The week culminated with a day of enforcement in partnership with Essex Police, Hertfordshire Police and the National Vehicle Crime Intelligence Service.
The DVLA, DVSA, the Environment Agency, South Cambridgeshire District Council and Ringway and Highways England targeting travelling criminality.
Throughout the day, 38 vehicles, including trailers, caravans and construction machinery were stopped and examined and 42 drivers were prosecuted for speeding.
One was reported for driving without a licence, 65 drivers were reported for no tax, two drivers were reported for no MOT and three drivers reported for no licence and their vehicles seized.
One vehicle and one trailer was recovered for serious roadworthiness defects, one stolen car was seized and three were people arrested, two for theft of fuel and one for being wanted on warrant.
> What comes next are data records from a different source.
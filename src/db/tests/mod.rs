mod instances;
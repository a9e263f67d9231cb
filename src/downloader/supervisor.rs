//! Per-task supervisor and download attempts.
//!
//! A supervisor is the only writer of its task's state. It starts attempts,
//! folds their reports into the published [`TaskState`], and reacts to control
//! signals until the task is done or its lifetime token fires.

use std::path::PathBuf;
use std::sync::Arc;

use tokio::sync::{Semaphore, broadcast, mpsc, watch};
use tokio_util::sync::CancellationToken;
use tokio_util::task::TaskTracker;
use tracing::{debug, info, warn};

use super::{Control, TaskState};
use crate::error::{Error, Result};
use crate::library::Library;
use crate::models::SongData;
use crate::provider::{AudioStream, Provider};
use crate::types::{Event, Quality, Status, TaskId, UserId};

/// Progress an attempt sends back to its supervisor, in order
#[derive(Debug)]
pub(crate) enum Report {
    /// A download slot was acquired and the transfer began
    Started,
    /// Normalized metadata is known
    Metadata(SongData),
    /// Last report of an attempt
    Finished(Result<PathBuf>),
}

/// What one attempt needs to download and save a song
#[derive(Clone)]
pub(crate) struct Job {
    pub(crate) user: UserId,
    pub(crate) id: TaskId,
    pub(crate) song_id: String,
    pub(crate) quality: Quality,
    pub(crate) provider: Arc<dyn Provider>,
    pub(crate) library: Arc<dyn Library>,
    pub(crate) download_limit: Arc<Semaphore>,
}

pub(crate) struct Supervisor {
    pub(crate) job: Job,
    pub(crate) tracker: TaskTracker,
    pub(crate) events: broadcast::Sender<Event>,
    pub(crate) state: watch::Sender<TaskState>,
}

impl Supervisor {
    /// Drive the task until it is done or `lifetime` fires
    pub(crate) async fn run(
        self,
        lifetime: CancellationToken,
        mut control: mpsc::UnboundedReceiver<Control>,
    ) {
        let (report_tx, mut reports) = mpsc::unbounded_channel();
        let mut attempt = Some(self.start_attempt(&lifetime, &report_tx));

        loop {
            tokio::select! {
                biased;
                _ = lifetime.cancelled() => {
                    if let Some(token) = attempt.take() {
                        token.cancel();
                        // The attempt always ends with Finished; wait for it to unwind
                        while let Some(report) = reports.recv().await {
                            if matches!(report, Report::Finished(_)) {
                                break;
                            }
                        }
                        self.publish(Status::Cancelled, None);
                    }
                    debug!(user_id = self.job.user.0, task_id = self.job.id.0, "supervisor stopped");
                    return;
                }
                Some(report) = reports.recv() => match report {
                    Report::Started => self.publish(Status::Running, None),
                    Report::Metadata(data) => self.store_metadata(data),
                    Report::Finished(outcome) => {
                        attempt = None;
                        if self.finish(outcome) == Status::Done {
                            debug!(user_id = self.job.user.0, task_id = self.job.id.0, "supervisor finished");
                            return;
                        }
                    }
                },
                signal = control.recv() => match signal {
                    Some(Control::Retry) => {
                        let status = self.state.borrow().status;
                        if attempt.is_none() && status.is_retryable() {
                            info!(user_id = self.job.user.0, task_id = self.job.id.0, "retrying download");
                            self.publish(Status::Pending, None);
                            attempt = Some(self.start_attempt(&lifetime, &report_tx));
                        } else {
                            debug!(task_id = self.job.id.0, %status, "ignoring retry");
                        }
                    }
                    Some(Control::Cancel) => {
                        if let Some(token) = &attempt {
                            debug!(task_id = self.job.id.0, "cancelling attempt");
                            token.cancel();
                        }
                    }
                    // Registry dropped the handle
                    None => lifetime.cancel(),
                },
            }
        }
    }

    /// Spawn a fresh attempt scoped to a child of `lifetime`
    fn start_attempt(
        &self,
        lifetime: &CancellationToken,
        reports: &mpsc::UnboundedSender<Report>,
    ) -> CancellationToken {
        let token = lifetime.child_token();
        let cancel = token.clone();
        let job = self.job.clone();
        let reports = reports.clone();

        self.tracker.spawn(async move {
            let outcome = job.transfer(&cancel, &reports).await;
            let _ = reports.send(Report::Finished(outcome));
        });

        token
    }

    /// Record the outcome of an attempt and return the resulting status
    fn finish(&self, outcome: Result<PathBuf>) -> Status {
        let (status, error) = match outcome {
            Ok(path) => {
                info!(
                    user_id = self.job.user.0,
                    task_id = self.job.id.0,
                    song_id = %self.job.song_id,
                    path = %path.display(),
                    "download complete"
                );
                (Status::Done, None)
            }
            Err(e) if e.is_cancelled() => {
                info!(user_id = self.job.user.0, task_id = self.job.id.0, "download cancelled");
                (Status::Cancelled, None)
            }
            Err(e) => {
                warn!(
                    user_id = self.job.user.0,
                    task_id = self.job.id.0,
                    song_id = %self.job.song_id,
                    error = %e,
                    "download failed"
                );
                (Status::Failed, Some(e.to_string()))
            }
        };
        self.publish(status, error);
        status
    }

    fn publish(&self, status: Status, error: Option<String>) {
        self.state.send_modify(|state| {
            state.status = status;
            state.error = error;
        });
        self.events
            .send(Event::StatusChanged {
                user: self.job.user,
                id: self.job.id,
                status,
            })
            .ok();
    }

    fn store_metadata(&self, data: SongData) {
        self.state.send_modify(|state| state.song_data = Some(data));
        self.events
            .send(Event::MetadataUpdated {
                user: self.job.user,
                id: self.job.id,
            })
            .ok();
    }
}

impl Job {
    /// Wait for a download slot, open the stream and hand it to the library
    ///
    /// Waiting and opening are abandoned as soon as `cancel` fires. The save is
    /// not: the library observes `cancel` itself and cleans up what it wrote.
    async fn transfer(
        &self,
        cancel: &CancellationToken,
        reports: &mpsc::UnboundedSender<Report>,
    ) -> Result<PathBuf> {
        let _permit = tokio::select! {
            biased;
            _ = cancel.cancelled() => return Err(Error::Cancelled),
            permit = self.download_limit.acquire() => permit.map_err(|_| Error::ShuttingDown)?,
        };
        let _ = reports.send(Report::Started);

        let (audio, data) = tokio::select! {
            biased;
            _ = cancel.cancelled() => return Err(Error::Cancelled),
            res = self.open(cancel, reports) => res?,
        };

        self.library.save(cancel, self.user, audio, &data).await
    }

    /// Open the audio stream and settle on the metadata it will be saved with
    async fn open(
        &self,
        cancel: &CancellationToken,
        reports: &mpsc::UnboundedSender<Report>,
    ) -> Result<(AudioStream, SongData)> {
        let (progress_tx, mut progress_rx) = mpsc::channel(4);
        let mut download = self.provider.download(
            cancel,
            self.user,
            &self.song_id,
            self.quality,
            progress_tx,
        );

        let mut latest = None;
        let audio = loop {
            tokio::select! {
                res = &mut download => break res?,
                Some(data) = progress_rx.recv() => {
                    let _ = reports.send(Report::Metadata(data.clone()));
                    latest = Some(data);
                }
            }
        };
        while let Ok(data) = progress_rx.try_recv() {
            let _ = reports.send(Report::Metadata(data.clone()));
            latest = Some(data);
        }

        let data = match latest {
            Some(data) => data,
            None => {
                let data = self.provider.song(cancel, self.user, &self.song_id).await?;
                let _ = reports.send(Report::Metadata(data.clone()));
                data
            }
        };
        Ok((audio, data))
    }
}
Superintendent Mark Cleland, British Transport Police’s national lead for metal crime, said: “The aim of the week was to put the positive work being done to tackle metal and waste crime in the spotlight, encourage people to report incidents and warn would-be offenders that we will take action against them.
“We’re working with partners across the entire country and throughout the metals recycling industry to target those who we suspect of flouting the law or operating outside of their licence.
“By taking a multi-agency approach, we are maximising our ability to identify those who are attacking our national infrastructure and historical buildings, making it harder for them to sell stolen metal and gain from their activities.”
If you see any suspicious activity, report it to the police by calling 101, or 999 if an offence is in progress.